▸ **Exercise**:
Word for word, repeat every entry that appears below.

□ □ □ □ □ □ □

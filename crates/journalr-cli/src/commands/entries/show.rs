use journalr_core::JournalStore;

use crate::app::AppContext;
use crate::cli::ShowArgs;
use crate::output::{entry_json, print_entry};

pub fn handle_show(ctx: &AppContext, args: &ShowArgs) -> anyhow::Result<()> {
    let store = ctx.open_store()?;

    let Some(entry) = store.get_entry(&args.id)? else {
        if !ctx.quiet() {
            println!("Entry not found");
        }
        return Ok(());
    };

    if args.json {
        let output = serde_json::to_string_pretty(&entry_json(&entry))?;
        println!("{}", output);
    } else {
        print_entry(&entry);
    }
    Ok(())
}
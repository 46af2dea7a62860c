//! Entry body reading from `--body` or piped stdin.

use std::io::{self, IsTerminal, Read};

use crate::errors::CliError;

/// Read a required entry body from `--body` or piped stdin.
pub fn read_entry_body(body: Option<String>) -> anyhow::Result<String> {
    read_optional_body(body)?.ok_or_else(|| {
        CliError::invalid_input("No entry body provided; use --body or pipe content via stdin")
            .into()
    })
}

/// Read a body if one was supplied. An empty pipe counts as no body.
pub fn read_optional_body(body: Option<String>) -> anyhow::Result<Option<String>> {
    if let Some(value) = body {
        return validate_body(value).map(Some);
    }

    if io::stdin().is_terminal() {
        return Ok(None);
    }

    let mut buffer = String::new();
    io::stdin()
        .read_to_string(&mut buffer)
        .map_err(|e| anyhow::anyhow!("Failed to read stdin: {}", e))?;
    let trimmed = buffer.trim_end().to_string();
    if trimmed.trim().is_empty() {
        return Ok(None);
    }
    Ok(Some(trimmed))
}

fn validate_body(value: String) -> anyhow::Result<String> {
    if value.trim().is_empty() {
        return Err(CliError::invalid_input("--body cannot be empty").into());
    }
    Ok(value)
}
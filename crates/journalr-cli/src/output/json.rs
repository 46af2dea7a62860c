//! JSON output formatting for entries.

use journalr_core::Entry;

/// Convert an entry to JSON for output.
pub fn entry_json(entry: &Entry) -> serde_json::Value {
    serde_json::json!({
        "id": entry.id,
        "text": entry.text,
        "entry_date": entry.entry_date,
        "created_date": entry.created_date,
        "tags": entry.tags,
    })
}

/// Convert multiple entries to JSON array for output.
pub fn entries_json(entries: &[Entry]) -> Vec<serde_json::Value> {
    entries.iter().map(entry_json).collect()
}

#[cfg(test)]
mod tests {
    use super::*;
    use chrono::{TimeZone, Utc};

    #[test]
    fn test_entry_json_fields() {
        let date = Utc.with_ymd_and_hms(2024, 1, 1, 9, 0, 0).unwrap();
        let entry = Entry::new("amber-falcon-42", "hello", date)
            .with_created_date(date)
            .with_tags(vec!["x".to_string()]);

        let value = entry_json(&entry);

        assert_eq!(value["id"], "amber-falcon-42");
        assert_eq!(value["text"], "hello");
        assert_eq!(value["entry_date"], "2024-01-01T09:00:00Z");
        assert_eq!(value["tags"][0], "x");
    }
}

□ □ □ □ □ □ □

▸ **Answer to the problem**:
filename crates/journalr-cli/src/commands/entries/show.rs
use journalr_core::JournalStore;

use crate::app::AppContext;
use crate::cli::ShowArgs;
use crate::output::{entry_json, print_entry};

pub fn handle_show(ctx: &AppContext, args: &ShowArgs) -> anyhow::Result<()> {
    let store = ctx.open_store()?;

    let Some(entry) = store.get_entry(&args.id)? else {
        if !ctx.quiet() {
            println!("Entry not found");
        }
        return Ok(());
    };

    if args.json {
        let output = serde_json::to_string_pretty(&entry_json(&entry))?;
        println!("{}", output);
    } else {
        print_entry(&entry);
    }
    Ok(())
}
repository 46af2dea7a62860c
//! Entry body reading from `--body` or piped stdin.

use std::io::{self, IsTerminal, Read};

use crate::errors::CliError;

/// Read a required entry body from `--body` or piped stdin.
pub fn read_entry_body(body: Option<String>) -> anyhow::Result<String> {
    read_optional_body(body)?.ok_or_else(|| {
        CliError::invalid_input("No entry body provided; use --body or pipe content via stdin")
            .into()
    })
}

/// Read a body if one was supplied. An empty pipe counts as no body.
pub fn read_optional_body(body: Option<String>) -> anyhow::Result<Option<String>> {
    if let Some(value) = body {
        return validate_body(value).map(Some);
    }

    if io::stdin().is_terminal() {
        return Ok(None);
    }

    let mut buffer = String::new();
    io::stdin()
        .read_to_string(&mut buffer)
        .map_err(|e| anyhow::anyhow!("Failed to read stdin: {}", e))?;
    let trimmed = buffer.trim_end().to_string();
    if trimmed.trim().is_empty() {
        return Ok(None);
    }
    Ok(Some(trimmed))
}

fn validate_body(value: String) -> anyhow::Result<String> {
    if value.trim().is_empty() {
        return Err(CliError::invalid_input("--body cannot be empty").into());
    }
    Ok(value)
}
filename crates/journalr-cli/src/output/json.rs
repository 46af2dea7a62860c
//! JSON output formatting for entries.

use journalr_core::Entry;

/// Convert an entry to JSON for output.
pub fn entry_json(entry: &Entry) -> serde_json::Value {
    serde_json::json!({
        "id": entry.id,
        "text": entry.text,
        "entry_date": entry.entry_date,
        "created_date": entry.created_date,
        "tags": entry.tags,
    })
}

/// Convert multiple entries to JSON array for output.
pub fn entries_json(entries: &[Entry]) -> Vec<serde_json::Value> {
    entries.iter().map(entry_json).collect()
}

#[cfg(test)]
mod tests {
    use super::*;
    use chrono::{TimeZone, Utc};

    #[test]
    fn test_entry_json_fields() {
        let date = Utc.with_ymd_and_hms(2024, 1, 1, 9, 0, 0).unwrap();
        let entry = Entry::new("amber-falcon-42", "hello", date)
            .with_created_date(date)
            .with_tags(vec!["x".to_string()]);

        let value = entry_json(&entry);

        assert_eq!(value["id"], "amber-falcon-42");
        assert_eq!(value["text"], "hello");
        assert_eq!(value["entry_date"], "2024-01-01T09:00:00Z");
        assert_eq!(value["tags"][0], "x");
    }
}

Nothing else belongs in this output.